Whenever a line of the entries below holds the string "derive", copy that line and return it.

■ Provided records:
· · · · ·

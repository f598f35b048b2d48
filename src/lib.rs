//! wfinit: bootstrap a workflow checkout — Conda environment provisioning
//! and working-directory scaffolding for later pipeline runs.

pub mod error;
pub mod locations;
pub mod logging;
pub mod provision;
pub mod workdirs;

use tracing::info;

pub use error::AppError;
pub use locations::Locations;

/// Invocation options parsed from the command line.
#[derive(Debug, Clone, Copy, Default)]
pub struct Options {
    /// Verbose console logging.
    pub debug: bool,
    /// Dev environment only: no working-directory tree, no `init.log`.
    pub dev_only: bool,
}

/// Run the full bootstrap sequence.
///
/// Resolves the checkout layout, initializes logging, provisions the Conda
/// environment, and (outside dev-only mode) scaffolds the working
/// directories.
pub fn run(options: Options) -> Result<(), AppError> {
    let locations = Locations::resolve()?;
    let log_file =
        logging::init_logging(locations.project_dir(), options.debug, options.dev_only)?;

    info!("Repository location: {}", locations.repo_dir().display());
    info!("Project directory: {}", locations.project_dir().display());
    info!("Log file location: {}", log_file.display());

    provision::create_execution_environment(&locations, options.dev_only)?;

    if !options.dev_only {
        workdirs::create_wd_folders(locations.project_dir())?;
    }

    Ok(())
}
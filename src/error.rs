use std::io;
use std::process::ExitStatus;

use thiserror::Error;

/// Library-wide error type for wfinit operations.
#[derive(Debug, Error)]
pub enum AppError {
    /// Underlying I/O failure.
    #[error(transparent)]
    Io(#[from] io::Error),

    /// No Conda-compatible executable on `$PATH` in dev-only mode.
    #[error("No Conda executable available, cannot create dev env")]
    NoCondaExecutable,

    /// The environment-creation subprocess exited with a failure status.
    #[error("Could not create execution environment: `{tool} env create` exited with {status}")]
    EnvCreateFailed { tool: String, status: ExitStatus },
}
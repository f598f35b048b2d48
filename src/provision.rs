//! Conda environment provisioning via an external package manager.

use std::path::PathBuf;
use std::process::{Command, Stdio};

use tracing::{debug, error, info, warn};

use crate::error::AppError;
use crate::locations::Locations;

/// Candidate executables, probed in preference order.
pub const CANDIDATE_TOOLS: [&str; 2] = ["mamba", "conda"];

/// Outcome of probing one candidate executable.
enum Probe {
    Found,
    NotFound { reason: String },
}

/// Probe a candidate by running `<tool> --version` with output discarded.
///
/// A spawn failure (not on `$PATH`) and a non-zero exit are both reported
/// as `NotFound`; the caller decides whether that matters.
fn probe_tool(tool: &str) -> Probe {
    let result = Command::new(tool)
        .arg("--version")
        .stdout(Stdio::null())
        .stderr(Stdio::null())
        .status();
    match result {
        Ok(status) if status.success() => Probe::Found,
        Ok(status) => Probe::NotFound { reason: format!("exited with {status}") },
        Err(err) => Probe::NotFound { reason: err.to_string() },
    }
}

/// First candidate on `$PATH` that answers a version query, if any.
fn find_tool() -> Option<&'static str> {
    for tool in CANDIDATE_TOOLS {
        match probe_tool(tool) {
            Probe::Found => return Some(tool),
            Probe::NotFound { reason } => {
                warn!("Executable {tool} not available: {reason}");
            }
        }
    }
    None
}

/// Environment spec file and target prefix for the given mode.
fn env_paths(locations: &Locations, dev_only: bool) -> (PathBuf, PathBuf) {
    if dev_only {
        (
            locations.repo_dir().join("workflow/envs/dev_env.yaml"),
            locations.repo_dir().join("dev_env"),
        )
    } else {
        (
            locations.repo_dir().join("workflow/envs/exec_env.yaml"),
            locations.project_dir().join("exec_env"),
        )
    }
}

/// Create the Conda execution environment, if a usable tool is available.
///
/// A missing tool is fatal only in dev-only mode; in normal mode
/// provisioning is best-effort and skipped with a warning. A missing env
/// spec file and a failing `env create` invocation are always fatal.
pub fn create_execution_environment(
    locations: &Locations,
    dev_only: bool,
) -> Result<(), AppError> {
    let Some(tool) = find_tool() else {
        warn!("No executable available to create execution (conda) environment");
        if dev_only {
            return Err(AppError::NoCondaExecutable);
        }
        return Ok(());
    };
    debug!("Found Conda executable {tool} - creating environment...");

    if dev_only {
        debug!("Development mode set, select \"dev_env.yaml\" file.");
    }
    let (yaml_file, env_prefix) = env_paths(locations, dev_only);
    // Resolve strictly before spawning anything.
    let yaml_file = match yaml_file.canonicalize() {
        Ok(path) => path,
        Err(err) => {
            error!("Environment spec file {} not resolvable: {err}", yaml_file.display());
            return Err(err.into());
        }
    };

    info!("Creating execution environment at location: {}", env_prefix.display());
    debug!("Setting up the execution environment may take a while...");

    let output = Command::new(tool)
        .args(["env", "create", "--quiet", "--force", "-f"])
        .arg(&yaml_file)
        .arg("-p")
        .arg(&env_prefix)
        .output()?;

    if !output.status.success() {
        error!(
            "Could not create execution environment: `{tool} env create` exited with {}",
            output.status
        );
        error!("\n=== STDOUT ===\n{}", String::from_utf8_lossy(&output.stdout));
        error!("\n=== STDERR ===\n{}", String::from_utf8_lossy(&output.stderr));
        return Err(AppError::EnvCreateFailed { tool: tool.to_string(), status: output.status });
    }

    Ok(())
}
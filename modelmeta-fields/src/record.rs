//! Serializable form of a field descriptor.
//!
//! Marshallers persist or transmit schema definitions through
//! [`FieldRecord`]; the descriptor types themselves stay serde-free because
//! runtime type identity cannot be deserialized.

use crate::error::{FieldError, Result};
use crate::field::FieldMetaData;
use crate::indexing::SearchIndexingConfig;
use crate::kind::{IndexingFamily, KindTag};
use modelmeta_types::{FieldId, LocalizedText};
use serde::{Deserialize, Serialize};

#[derive(Debug, Clone, PartialEq, Serialize, Deserialize)]
pub struct FieldRecord {
    pub id: FieldId,
    pub name: LocalizedText,
    #[serde(default, skip_serializing_if = "Option::is_none")]
    pub description: Option<LocalizedText>,
    pub indexing: SearchIndexingConfig,
    pub kind: String,
    pub data_type: String,
    #[serde(default, skip_serializing_if = "Vec::is_empty")]
    pub children: Vec<FieldRecord>,
}

impl FieldRecord {
    /// Indexing family of the recorded kind.
    pub fn indexing_family(&self) -> Result<IndexingFamily> {
        KindTag::from_name(&self.kind)
            .map(KindTag::indexing_family)
            .ok_or_else(|| {
                FieldError::InvalidRecord(format!(
                    "field '{}' has unknown kind '{}'",
                    self.id, self.kind
                ))
            })
    }

    /// Rejects records whose indexing config no builder path could produce
    /// for the recorded kind, and children on non-compound fields.
    pub fn check_indexing(&self) -> Result<()> {
        let family = self.indexing_family()?;
        if !family.permits(&self.indexing) {
            return Err(FieldError::InvalidRecord(format!(
                "field '{}' of kind '{}' cannot have indexing {:?}",
                self.id, self.kind, self.indexing
            )));
        }
        if family != IndexingFamily::Compound && !self.children.is_empty() {
            return Err(FieldError::InvalidRecord(format!(
                "field '{}' of kind '{}' cannot have child fields",
                self.id, self.kind
            )));
        }
        self.children.iter().try_for_each(Self::check_indexing)
    }
}

impl From<&FieldMetaData> for FieldRecord {
    fn from(field: &FieldMetaData) -> Self {
        Self {
            id: field.id().clone(),
            name: field.name().clone(),
            description: field.description().cloned(),
            indexing: *field.indexing(),
            kind: field.kind().name().to_string(),
            data_type: field.data_type().name().to_string(),
            children: field
                .children()
                .map(|children| children.map(Self::from).collect())
                .unwrap_or_default(),
        }
    }
}
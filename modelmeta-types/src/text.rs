//! Localized text for field names and descriptions.

use crate::{Error, Result};
use serde::{Deserialize, Serialize};
use std::borrow::Cow;
use std::collections::BTreeMap;
use std::fmt;
use std::str::FromStr;

/// A lowercase language tag such as `en`, `de` or `pt-br`.
///
/// Deserialization goes through [`Language::parse`], so tags read from
/// records are normalized and validated like any other input.
#[derive(Debug, Clone, PartialEq, Eq, Hash, PartialOrd, Ord, Serialize, Deserialize)]
#[serde(try_from = "String", into = "String")]
pub struct Language(Cow<'static, str>);

impl Language {
    pub const ENGLISH: Self = Self(Cow::Borrowed("en"));
    pub const GERMAN: Self = Self(Cow::Borrowed("de"));
    pub const FRENCH: Self = Self(Cow::Borrowed("fr"));

    /// Language used when a text has no entry for the requested language.
    pub const DEFAULT: Self = Self::ENGLISH;

    /// Parses a language tag: a 2-3 letter primary subtag, optionally
    /// followed by `-` and a 2-8 character alphanumeric region/variant.
    /// The result is lowercased.
    pub fn parse(s: &str) -> Result<Self> {
        let lower = s.to_ascii_lowercase();
        let mut parts = lower.splitn(2, '-');
        let primary = parts.next().unwrap_or_default();
        let primary_ok = (2..=3).contains(&primary.len())
            && primary.chars().all(|c| c.is_ascii_alphabetic());
        let rest_ok = parts.next().is_none_or(|rest| {
            (2..=8).contains(&rest.len()) && rest.chars().all(|c| c.is_ascii_alphanumeric())
        });
        if primary_ok && rest_ok {
            Ok(Self(Cow::Owned(lower)))
        } else {
            Err(Error::InvalidLanguage(s.to_string()))
        }
    }

    /// Returns the tag as a string slice.
    #[must_use]
    pub fn as_str(&self) -> &str {
        &self.0
    }
}

impl fmt::Display for Language {
    fn fmt(&self, f: &mut fmt::Formatter<'_>) -> fmt::Result {
        f.write_str(&self.0)
    }
}

impl FromStr for Language {
    type Err = Error;

    fn from_str(s: &str) -> Result<Self> {
        Self::parse(s)
    }
}

impl TryFrom<String> for Language {
    type Error = Error;

    fn try_from(s: String) -> Result<Self> {
        Self::parse(&s)
    }
}

impl From<Language> for String {
    fn from(language: Language) -> Self {
        language.0.into_owned()
    }
}

/// Text available in one or more languages.
#[derive(Debug, Clone, Default, PartialEq, Eq, Serialize, Deserialize)]
#[serde(transparent)]
pub struct LocalizedText(BTreeMap<Language, String>);

impl LocalizedText {
    /// Creates an empty text.
    #[must_use]
    pub fn new() -> Self {
        Self::default()
    }

    /// Creates a text with a single entry in the default language.
    #[must_use]
    pub fn en(text: impl Into<String>) -> Self {
        Self::new().with(Language::DEFAULT, text)
    }

    /// Returns the text with `text` set for `language`.
    #[must_use]
    pub fn with(mut self, language: Language, text: impl Into<String>) -> Self {
        self.0.insert(language, text.into());
        self
    }

    /// Sets the text for `language`, returning the previous entry.
    pub fn insert(&mut self, language: Language, text: impl Into<String>) -> Option<String> {
        self.0.insert(language, text.into())
    }

    /// Returns the text for exactly `language`.
    #[must_use]
    pub fn get(&self, language: &Language) -> Option<&str> {
        self.0.get(language).map(String::as_str)
    }

    /// Returns the text for `language`, falling back to the default language
    /// and then to any available entry.
    #[must_use]
    pub fn get_or_fallback(&self, language: &Language) -> Option<&str> {
        self.get(language)
            .or_else(|| self.get(&Language::DEFAULT))
            .or_else(|| self.0.values().next().map(String::as_str))
    }

    /// Iterates over the languages this text is available in.
    pub fn languages(&self) -> impl Iterator<Item = &Language> {
        self.0.keys()
    }

    #[must_use]
    pub fn len(&self) -> usize {
        self.0.len()
    }

    #[must_use]
    pub fn is_empty(&self) -> bool {
        self.0.is_empty()
    }
}

impl fmt::Display for LocalizedText {
    fn fmt(&self, f: &mut fmt::Formatter<'_>) -> fmt::Result {
        f.write_str(self.get_or_fallback(&Language::DEFAULT).unwrap_or_default())
    }
}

· · · · ·

■ Result:
#[derive(Debug, Clone, Copy, Default)]
#[derive(Debug, Error)]
#[derive(Debug, Clone, PartialEq, Serialize, Deserialize)]
#[derive(Debug, Clone, PartialEq, Eq, Hash, PartialOrd, Ord, Serialize, Deserialize)]
#[derive(Debug, Clone, Default, PartialEq, Eq, Serialize, Deserialize)]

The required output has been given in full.